Required work: Every line below between the one holding "repository 1623e7f57b253af0" and the one holding "PostgreSQL DDL generator.", inclusive, should be copied exactly, and no other line.

▬▬▬

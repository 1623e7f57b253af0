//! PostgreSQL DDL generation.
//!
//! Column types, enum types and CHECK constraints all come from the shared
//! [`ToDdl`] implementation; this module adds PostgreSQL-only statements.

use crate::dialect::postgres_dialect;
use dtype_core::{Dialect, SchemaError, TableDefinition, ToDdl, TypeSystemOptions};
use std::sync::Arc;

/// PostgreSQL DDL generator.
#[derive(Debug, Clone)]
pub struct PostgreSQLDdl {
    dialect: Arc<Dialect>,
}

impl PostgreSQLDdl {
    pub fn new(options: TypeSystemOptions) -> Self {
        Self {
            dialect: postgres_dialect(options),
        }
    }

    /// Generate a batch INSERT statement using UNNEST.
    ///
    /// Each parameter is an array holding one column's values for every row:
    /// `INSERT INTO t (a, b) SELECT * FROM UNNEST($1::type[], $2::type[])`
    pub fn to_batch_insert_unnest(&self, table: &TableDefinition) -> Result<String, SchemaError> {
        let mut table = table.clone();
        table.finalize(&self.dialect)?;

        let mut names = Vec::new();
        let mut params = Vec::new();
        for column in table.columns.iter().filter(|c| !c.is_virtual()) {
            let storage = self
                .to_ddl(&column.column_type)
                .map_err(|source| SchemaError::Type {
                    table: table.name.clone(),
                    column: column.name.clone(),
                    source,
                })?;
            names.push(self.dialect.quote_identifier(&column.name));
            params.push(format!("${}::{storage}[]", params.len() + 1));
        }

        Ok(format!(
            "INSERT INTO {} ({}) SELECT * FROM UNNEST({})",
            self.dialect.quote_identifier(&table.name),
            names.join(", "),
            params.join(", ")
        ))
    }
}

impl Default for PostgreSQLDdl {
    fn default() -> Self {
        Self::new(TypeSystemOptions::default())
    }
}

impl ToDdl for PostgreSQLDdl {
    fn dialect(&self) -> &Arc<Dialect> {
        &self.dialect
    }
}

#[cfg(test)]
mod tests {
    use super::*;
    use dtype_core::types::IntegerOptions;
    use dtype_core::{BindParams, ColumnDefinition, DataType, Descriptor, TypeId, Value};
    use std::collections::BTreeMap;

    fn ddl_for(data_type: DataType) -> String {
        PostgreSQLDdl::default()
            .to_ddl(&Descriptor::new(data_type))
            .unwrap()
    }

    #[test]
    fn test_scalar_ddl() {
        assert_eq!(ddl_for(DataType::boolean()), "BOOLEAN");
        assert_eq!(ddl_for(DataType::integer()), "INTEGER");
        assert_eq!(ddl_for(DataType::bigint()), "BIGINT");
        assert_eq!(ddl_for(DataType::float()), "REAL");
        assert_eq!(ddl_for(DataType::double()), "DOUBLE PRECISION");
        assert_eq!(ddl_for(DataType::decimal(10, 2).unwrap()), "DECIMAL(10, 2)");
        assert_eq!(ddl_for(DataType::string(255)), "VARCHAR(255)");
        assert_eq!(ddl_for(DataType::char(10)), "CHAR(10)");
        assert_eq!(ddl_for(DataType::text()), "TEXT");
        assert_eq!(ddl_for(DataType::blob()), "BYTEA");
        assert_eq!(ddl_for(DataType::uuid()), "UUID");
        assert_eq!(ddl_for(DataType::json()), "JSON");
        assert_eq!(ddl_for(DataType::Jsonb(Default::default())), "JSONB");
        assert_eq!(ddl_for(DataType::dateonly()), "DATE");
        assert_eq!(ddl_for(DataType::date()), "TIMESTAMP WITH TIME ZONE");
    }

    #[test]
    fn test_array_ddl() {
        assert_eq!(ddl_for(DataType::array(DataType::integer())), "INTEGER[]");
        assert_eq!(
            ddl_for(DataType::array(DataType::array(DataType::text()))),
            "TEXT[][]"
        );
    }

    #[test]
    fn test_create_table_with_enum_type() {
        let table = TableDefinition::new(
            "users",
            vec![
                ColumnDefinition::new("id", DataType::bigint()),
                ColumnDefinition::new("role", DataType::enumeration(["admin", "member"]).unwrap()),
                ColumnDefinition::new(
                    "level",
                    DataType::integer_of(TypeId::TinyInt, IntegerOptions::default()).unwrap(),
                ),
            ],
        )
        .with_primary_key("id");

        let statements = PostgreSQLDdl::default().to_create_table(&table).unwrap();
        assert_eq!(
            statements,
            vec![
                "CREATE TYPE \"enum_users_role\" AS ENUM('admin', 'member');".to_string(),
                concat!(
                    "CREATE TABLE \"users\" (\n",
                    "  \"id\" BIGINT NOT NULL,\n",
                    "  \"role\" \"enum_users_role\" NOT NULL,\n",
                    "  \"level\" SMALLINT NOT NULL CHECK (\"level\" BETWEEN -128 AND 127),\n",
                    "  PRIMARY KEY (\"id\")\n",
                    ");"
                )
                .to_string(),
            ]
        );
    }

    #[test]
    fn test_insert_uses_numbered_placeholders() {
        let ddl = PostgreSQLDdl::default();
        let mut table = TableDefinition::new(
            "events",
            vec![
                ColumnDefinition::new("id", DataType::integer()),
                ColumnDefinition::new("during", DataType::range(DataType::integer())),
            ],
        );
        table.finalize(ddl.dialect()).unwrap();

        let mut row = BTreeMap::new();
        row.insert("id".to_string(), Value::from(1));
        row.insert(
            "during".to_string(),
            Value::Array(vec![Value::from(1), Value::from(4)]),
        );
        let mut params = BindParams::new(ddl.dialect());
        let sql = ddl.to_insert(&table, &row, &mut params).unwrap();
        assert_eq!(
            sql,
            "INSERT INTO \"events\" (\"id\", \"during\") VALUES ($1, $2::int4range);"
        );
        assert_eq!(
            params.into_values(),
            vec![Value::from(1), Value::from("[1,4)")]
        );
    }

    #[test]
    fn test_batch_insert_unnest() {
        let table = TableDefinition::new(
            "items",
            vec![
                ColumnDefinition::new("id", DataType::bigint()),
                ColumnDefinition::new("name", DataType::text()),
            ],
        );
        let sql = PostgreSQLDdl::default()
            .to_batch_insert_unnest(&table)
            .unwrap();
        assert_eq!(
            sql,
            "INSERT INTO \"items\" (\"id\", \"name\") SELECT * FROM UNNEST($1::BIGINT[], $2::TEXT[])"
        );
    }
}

▬▬▬

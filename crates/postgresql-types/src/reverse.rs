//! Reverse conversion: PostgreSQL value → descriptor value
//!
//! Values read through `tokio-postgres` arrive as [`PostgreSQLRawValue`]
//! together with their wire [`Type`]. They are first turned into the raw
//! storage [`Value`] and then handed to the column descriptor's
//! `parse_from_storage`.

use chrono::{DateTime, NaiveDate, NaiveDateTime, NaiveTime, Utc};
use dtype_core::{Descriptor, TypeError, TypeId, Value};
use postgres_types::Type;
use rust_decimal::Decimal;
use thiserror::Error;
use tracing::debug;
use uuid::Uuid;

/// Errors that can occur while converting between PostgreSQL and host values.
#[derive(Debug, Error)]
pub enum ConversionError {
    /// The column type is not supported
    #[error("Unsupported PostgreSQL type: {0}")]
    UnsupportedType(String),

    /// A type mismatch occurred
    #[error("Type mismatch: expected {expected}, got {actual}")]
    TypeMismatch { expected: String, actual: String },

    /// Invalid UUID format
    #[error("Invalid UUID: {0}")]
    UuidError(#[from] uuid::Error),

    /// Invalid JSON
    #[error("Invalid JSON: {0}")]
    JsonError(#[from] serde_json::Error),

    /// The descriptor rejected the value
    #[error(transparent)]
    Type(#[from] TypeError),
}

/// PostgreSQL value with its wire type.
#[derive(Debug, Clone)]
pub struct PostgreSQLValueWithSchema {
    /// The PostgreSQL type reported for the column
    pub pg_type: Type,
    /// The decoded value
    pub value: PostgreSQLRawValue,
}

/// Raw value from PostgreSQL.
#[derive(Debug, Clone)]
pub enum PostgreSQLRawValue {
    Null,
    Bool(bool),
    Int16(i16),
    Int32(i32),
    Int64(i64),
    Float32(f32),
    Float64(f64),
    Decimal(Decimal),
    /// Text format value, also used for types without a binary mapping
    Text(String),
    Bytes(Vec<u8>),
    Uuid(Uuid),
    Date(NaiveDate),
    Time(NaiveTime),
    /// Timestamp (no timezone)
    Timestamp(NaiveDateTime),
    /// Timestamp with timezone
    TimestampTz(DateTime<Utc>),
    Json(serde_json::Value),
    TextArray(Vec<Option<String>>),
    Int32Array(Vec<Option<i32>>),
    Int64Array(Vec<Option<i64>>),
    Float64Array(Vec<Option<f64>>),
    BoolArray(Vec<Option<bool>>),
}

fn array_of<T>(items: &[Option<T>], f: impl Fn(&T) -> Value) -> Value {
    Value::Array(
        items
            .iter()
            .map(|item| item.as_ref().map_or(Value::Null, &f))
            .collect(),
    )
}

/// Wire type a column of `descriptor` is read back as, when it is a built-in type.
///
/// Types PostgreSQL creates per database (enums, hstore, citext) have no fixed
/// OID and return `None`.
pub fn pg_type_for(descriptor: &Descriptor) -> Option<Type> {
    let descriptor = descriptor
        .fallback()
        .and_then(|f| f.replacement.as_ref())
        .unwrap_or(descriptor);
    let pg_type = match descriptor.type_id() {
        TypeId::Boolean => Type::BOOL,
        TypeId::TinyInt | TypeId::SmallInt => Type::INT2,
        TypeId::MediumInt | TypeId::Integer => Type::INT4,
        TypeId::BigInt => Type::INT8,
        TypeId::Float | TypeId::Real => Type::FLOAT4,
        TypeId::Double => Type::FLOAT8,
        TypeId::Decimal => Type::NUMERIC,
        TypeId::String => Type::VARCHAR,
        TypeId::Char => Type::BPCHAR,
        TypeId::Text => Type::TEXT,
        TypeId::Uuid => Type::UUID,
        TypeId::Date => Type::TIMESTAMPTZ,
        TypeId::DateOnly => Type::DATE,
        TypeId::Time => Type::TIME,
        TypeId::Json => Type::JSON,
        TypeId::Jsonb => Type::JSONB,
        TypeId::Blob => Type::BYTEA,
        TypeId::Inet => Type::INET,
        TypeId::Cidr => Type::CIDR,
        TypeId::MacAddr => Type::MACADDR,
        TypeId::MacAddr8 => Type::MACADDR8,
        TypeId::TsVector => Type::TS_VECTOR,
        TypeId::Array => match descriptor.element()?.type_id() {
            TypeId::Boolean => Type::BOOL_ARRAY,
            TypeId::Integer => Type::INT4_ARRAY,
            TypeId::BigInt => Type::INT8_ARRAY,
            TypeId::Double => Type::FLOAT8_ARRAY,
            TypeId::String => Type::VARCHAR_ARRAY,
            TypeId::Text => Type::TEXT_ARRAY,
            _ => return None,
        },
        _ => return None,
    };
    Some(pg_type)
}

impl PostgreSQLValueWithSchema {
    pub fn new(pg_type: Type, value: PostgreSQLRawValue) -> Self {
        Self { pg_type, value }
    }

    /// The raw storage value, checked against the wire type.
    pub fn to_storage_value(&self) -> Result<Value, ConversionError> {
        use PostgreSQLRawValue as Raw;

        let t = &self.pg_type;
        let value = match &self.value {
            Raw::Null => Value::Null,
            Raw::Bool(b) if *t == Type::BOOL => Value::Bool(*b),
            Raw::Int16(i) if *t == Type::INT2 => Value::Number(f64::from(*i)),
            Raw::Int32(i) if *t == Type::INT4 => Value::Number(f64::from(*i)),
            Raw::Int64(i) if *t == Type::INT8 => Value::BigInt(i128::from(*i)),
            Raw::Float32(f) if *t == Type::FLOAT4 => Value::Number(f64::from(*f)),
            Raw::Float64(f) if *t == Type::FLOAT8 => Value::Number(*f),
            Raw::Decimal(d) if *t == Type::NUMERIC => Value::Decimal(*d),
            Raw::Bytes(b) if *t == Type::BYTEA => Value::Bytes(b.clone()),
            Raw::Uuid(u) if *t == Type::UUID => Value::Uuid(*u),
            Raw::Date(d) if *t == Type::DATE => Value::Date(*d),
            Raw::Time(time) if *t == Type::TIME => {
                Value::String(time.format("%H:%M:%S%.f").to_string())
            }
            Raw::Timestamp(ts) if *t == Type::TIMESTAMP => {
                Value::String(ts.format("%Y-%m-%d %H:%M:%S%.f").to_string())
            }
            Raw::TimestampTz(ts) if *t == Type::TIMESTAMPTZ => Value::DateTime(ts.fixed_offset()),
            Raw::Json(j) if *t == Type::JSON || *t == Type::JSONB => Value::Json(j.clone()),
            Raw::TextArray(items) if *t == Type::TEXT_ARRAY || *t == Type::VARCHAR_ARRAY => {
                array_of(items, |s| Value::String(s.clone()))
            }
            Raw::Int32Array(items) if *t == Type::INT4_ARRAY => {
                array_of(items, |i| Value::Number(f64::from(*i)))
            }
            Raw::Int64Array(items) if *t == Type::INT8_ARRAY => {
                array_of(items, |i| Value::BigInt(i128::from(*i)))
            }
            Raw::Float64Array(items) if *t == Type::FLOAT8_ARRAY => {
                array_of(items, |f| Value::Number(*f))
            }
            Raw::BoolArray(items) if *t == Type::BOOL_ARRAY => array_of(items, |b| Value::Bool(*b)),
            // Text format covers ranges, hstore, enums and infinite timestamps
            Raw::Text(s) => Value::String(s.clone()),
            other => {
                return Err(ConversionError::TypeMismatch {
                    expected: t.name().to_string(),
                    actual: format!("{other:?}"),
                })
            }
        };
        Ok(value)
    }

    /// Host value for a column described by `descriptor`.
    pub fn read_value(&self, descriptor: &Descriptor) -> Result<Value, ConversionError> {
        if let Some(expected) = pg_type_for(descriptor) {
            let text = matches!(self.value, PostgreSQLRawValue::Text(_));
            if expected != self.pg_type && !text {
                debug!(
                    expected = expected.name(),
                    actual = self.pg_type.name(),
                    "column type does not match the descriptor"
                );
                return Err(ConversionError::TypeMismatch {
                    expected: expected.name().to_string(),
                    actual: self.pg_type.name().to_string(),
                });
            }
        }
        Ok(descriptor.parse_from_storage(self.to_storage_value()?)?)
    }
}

▬▬▬

Exercise result:
repository 1623e7f57b253af0
//! PostgreSQL DDL generation.
//!
//! Column types, enum types and CHECK constraints all come from the shared
//! [`ToDdl`] implementation; this module adds PostgreSQL-only statements.

use crate::dialect::postgres_dialect;
use dtype_core::{Dialect, SchemaError, TableDefinition, ToDdl, TypeSystemOptions};
use std::sync::Arc;

/// PostgreSQL DDL generator.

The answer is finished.